## Task goal
Please report how many lines of the data include the word "ApiError", with the number as the entire reply.

═══ Data section

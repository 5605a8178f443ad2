// SPDX-FileCopyrightText: 2026 Tollgate Contributors
// SPDX-License-Identifier: MIT OR Apache-2.0

//! HTTP mapping for [`TollgateError`].

use axum::{
    Json,
    http::StatusCode,
    response::{IntoResponse, Response},
};
use tollgate_core::TollgateError;

use crate::handlers::ErrorResponse;

/// A `TollgateError` on its way out of a handler or middleware.
#[derive(Debug)]
pub struct ApiError(pub TollgateError);

impl From<TollgateError> for ApiError {
    fn from(error: TollgateError) -> Self {
        Self(error)
    }
}

impl ApiError {
    pub fn status(&self) -> StatusCode {
        match &self.0 {
            TollgateError::Unauthorized => StatusCode::UNAUTHORIZED,
            TollgateError::InputRejected { .. } | TollgateError::Config(_) => {
                StatusCode::BAD_REQUEST
            }
            TollgateError::BudgetExceeded { .. } => StatusCode::TOO_MANY_REQUESTS,
            TollgateError::SafetyBlocked { .. } => StatusCode::UNPROCESSABLE_ENTITY,
            TollgateError::ProviderUnavailable { .. } => StatusCode::SERVICE_UNAVAILABLE,
            TollgateError::Timeout { .. } => StatusCode::GATEWAY_TIMEOUT,
            TollgateError::Storage { .. } | TollgateError::Internal(_) => {
                StatusCode::INTERNAL_SERVER_ERROR
            }
        }
    }
}

impl IntoResponse for ApiError {
    fn into_response(self) -> Response {
        let status = self.status();
        if status.is_server_error() {
            tracing::error!(error = %self.0, "request failed");
        }
        (
            status,
            Json(ErrorResponse {
                error: self.0.to_string(),
            }),
        )
            .into_response()
    }
}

══════

## Solution to the exercise
4